L’estate del Roma Vintage 2014 propone lo show decadente e oscuro di Lydia Lunch, un’artista decisamente poco conosciuta dai giri mainstream della musica ma in realtà una vera e propria leggenda vivente, punto di riferimento e ispirazione principale di tante musiciste degli anni ’80 e ’90. Madre del movimento No Wave, un fenomeno nato alla fine dei ’70 a New York dopo la sbronza flower-power e incentrato essenzialmente su suoni nichilisti e spettrali, la Lunch è musicista, poetessa, sceneggiatrice, attrice, fotografa. Arriva sul palco della manifestazione romana per presentare “A Fistful of Desert Blues”, l’ultimo lavoro di studio con a fianco il chitarrista Cypress Grove (Tony Chmelik), già con il compianto Jeffrey Lee Pierce. La Lunch si presenta al microfono poco dopo le 23 del 3 agosto 2014. Ad accompagnarla, oltre a Chmelik, ci sono due quarti dei Gallon Drunk, ovvero Ian White alla batteria e James Johnston alla chitarra elettrica.

Le atmosfere sono subito dense e abrasive, la chitarra di Johnston domina su tutto il resto ma il cantato-recitato della Lunch è di gran classe e mestiere e ha carisma da vendere. Sfilano “Can’t Have You”, “Devil Winds”, “I’ll be Damned” in un continuo di blues acidi e caldi, i quattro sul palco si divertono, sbagliano gli attacchi, bevono, scherzano col pubblico ma poi ci danno dentro coi volumi. Lydia Lunch (al secolo Lydia Ann Koch), classe ’59, di Rochester nello Stato di New York, tiene la scena come una regina navigata, segnata immancabilmente dagli eccessi del passato che tuttavia non l’hanno spezzata.
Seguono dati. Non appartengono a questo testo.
//! Flush configuration parsing from environment variables.
//!
//! This module handles the flush interval, the submission timeout and the
//! per-kind reset policy. Values stay string-encoded until validation so env
//! vars and config files accept the same spellings.

use crate::domain::errors::ConfigError;
use crate::domain::metric::ResetPolicy;
use serde::Deserialize;
use std::env;
use std::time::Duration;

pub const DEFAULT_INTERVAL: Duration = Duration::from_secs(10);
pub const DEFAULT_SUBMIT_TIMEOUT: Duration = Duration::from_secs(10);

/// Flush environment configuration
#[derive(Debug, Clone, Default, Deserialize, PartialEq)]
#[serde(default)]
pub struct FlushEnvConfig {
    /// Duration string, e.g. `10s` or `1m30s`. Empty means the default.
    pub interval: String,
    pub submit_timeout: String,
    /// `true`/`1` or `false`/`0`. Empty means the per-kind default.
    pub reset_counters: String,
    pub reset_gauges: String,
    pub reset_histograms: String,
    pub reset_text: String,
    /// Log every submitted payload at debug level. Same spellings as the reset flags.
    pub debug: String,
}

impl FlushEnvConfig {
    pub fn from_env() -> Self {
        Self {
            interval: env::var("TRAPMETRICS_INTERVAL").unwrap_or_default(),
            submit_timeout: env::var("TRAPMETRICS_SUBMIT_TIMEOUT").unwrap_or_default(),
            reset_counters: env::var("TRAPMETRICS_RESET_COUNTERS").unwrap_or_default(),
            reset_gauges: env::var("TRAPMETRICS_RESET_GAUGES").unwrap_or_default(),
            reset_histograms: env::var("TRAPMETRICS_RESET_HISTOGRAMS").unwrap_or_default(),
            reset_text: env::var("TRAPMETRICS_RESET_TEXT").unwrap_or_default(),
            debug: env::var("TRAPMETRICS_DEBUG").unwrap_or_default(),
        }
    }

    pub fn interval(&self) -> Result<Duration, ConfigError> {
        Ok(parse_duration("interval", &self.interval)?.unwrap_or(DEFAULT_INTERVAL))
    }

    pub fn submit_timeout(&self) -> Result<Duration, ConfigError> {
        Ok(parse_duration("submit_timeout", &self.submit_timeout)?
            .unwrap_or(DEFAULT_SUBMIT_TIMEOUT))
    }

    pub fn debug(&self) -> Result<bool, ConfigError> {
        Ok(parse_bool("debug", &self.debug)?.unwrap_or(false))
    }

    pub fn reset_policy(&self) -> Result<ResetPolicy, ConfigError> {
        let defaults = ResetPolicy::default();
        Ok(ResetPolicy {
            counters: parse_bool("reset_counters", &self.reset_counters)?
                .unwrap_or(defaults.counters),
            gauges: parse_bool("reset_gauges", &self.reset_gauges)?.unwrap_or(defaults.gauges),
            histograms: parse_bool("reset_histograms", &self.reset_histograms)?
                .unwrap_or(defaults.histograms),
            text: parse_bool("reset_text", &self.reset_text)?.unwrap_or(defaults.text),
        })
    }
}

/// Parses `true`/`1`/`false`/`0`; an empty string yields `None`.
pub fn parse_bool(option: &'static str, raw: &str) -> Result<Option<bool>, ConfigError> {
    let value = raw.trim();
    if value.is_empty() {
        return Ok(None);
    }
    match value.to_ascii_lowercase().as_str() {
        "true" | "1" => Ok(Some(true)),
        "false" | "0" => Ok(Some(false)),
        _ => Err(ConfigError::InvalidBool {
            option,
            value: raw.to_string(),
        }),
    }
}

/// Parses a duration string such as `30s` or `1m30s`; empty yields `None`.
pub fn parse_duration(option: &'static str, raw: &str) -> Result<Option<Duration>, ConfigError> {
    let value = raw.trim();
    if value.is_empty() {
        return Ok(None);
    }
    let duration =
        humantime::parse_duration(value).map_err(|e| ConfigError::InvalidDuration {
            option,
            value: raw.to_string(),
            reason: e.to_string(),
        })?;
    if duration.is_zero() {
        return Err(ConfigError::InvalidDuration {
            option,
            value: raw.to_string(),
            reason: "must be greater than zero".to_string(),
        });
    }
    Ok(Some(duration))
}

#[cfg(test)]
mod tests {
    use super::*;

    #[test]
    fn test_defaults() {
        let config = FlushEnvConfig::default();
        assert_eq!(config.interval().expect("valid"), DEFAULT_INTERVAL);
        assert_eq!(config.submit_timeout().expect("valid"), DEFAULT_SUBMIT_TIMEOUT);
        assert_eq!(config.reset_policy().expect("valid"), ResetPolicy::default());
    }

    #[test]
    fn test_bool_encodings() {
        assert_eq!(parse_bool("x", "true").expect("valid"), Some(true));
        assert_eq!(parse_bool("x", "1").expect("valid"), Some(true));
        assert_eq!(parse_bool("x", "FALSE").expect("valid"), Some(false));
        assert_eq!(parse_bool("x", "0").expect("valid"), Some(false));
        assert_eq!(parse_bool("x", "").expect("valid"), None);
        assert_eq!(
            parse_bool("reset_counters", "yes"),
            Err(ConfigError::InvalidBool {
                option: "reset_counters",
                value: "yes".to_string()
            })
        );
    }

    #[test]
    fn test_durations() {
        assert_eq!(
            parse_duration("interval", "30s").expect("valid"),
            Some(Duration::from_secs(30))
        );
        assert_eq!(
            parse_duration("interval", "1m30s").expect("valid"),
            Some(Duration::from_secs(90))
        );
        assert!(matches!(
            parse_duration("interval", "thirty seconds"),
            Err(ConfigError::InvalidDuration { .. })
        ));
        assert!(parse_duration("interval", "0s").is_err());
    }

    #[test]
    fn test_reset_overrides() {
        let config = FlushEnvConfig {
            reset_counters: "0".to_string(),
            reset_gauges: "true".to_string(),
            ..Default::default()
        };
        let policy = config.reset_policy().expect("valid");
        assert!(!policy.counters);
        assert!(policy.gauges);
        assert!(policy.histograms);
        assert!(!policy.text);
    }

    #[test]
    fn test_debug_flag() {
        assert!(!FlushEnvConfig::default().debug().expect("valid"));

        let on = FlushEnvConfig {
            debug: "1".to_string(),
            ..Default::default()
        };
        assert!(on.debug().expect("valid"));

        let bad = FlushEnvConfig {
            debug: "yes".to_string(),
            ..Default::default()
        };
        assert_eq!(
            bad.debug(),
            Err(ConfigError::InvalidBool {
                option: "debug",
                value: "yes".to_string()
            })
        );
    }
}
La band propone gran parte dell’ultimo album, uscito pochi mesi fa: “End of my Rope”, “Jericho”, “Summer of my Disconnect” mantengono alta la tensione della notte romana, che la chitarra di Johnston trasforma per lunghissimi minuti in minimali scorci londinesi degli anni ’80. Poi una piccola digressione nel passato e la Lunch intona “Trust the Witch”e “Baby faced Killer” prima di chiudere con “When You’re Better”e “TB Sheet”. Il tutto in poco più di un’ora di show davanti a un centinaio di spettatori, molti assai attempati, altri assai giovani. Uno spettacolo per pochissimi intimi, insomma. Ma d’altro canto, come dichiarò l’artista diversi anni fa, “voglio essere umiliata se qualcosa di quello che faccio dovesse diventare un successo commerciale”.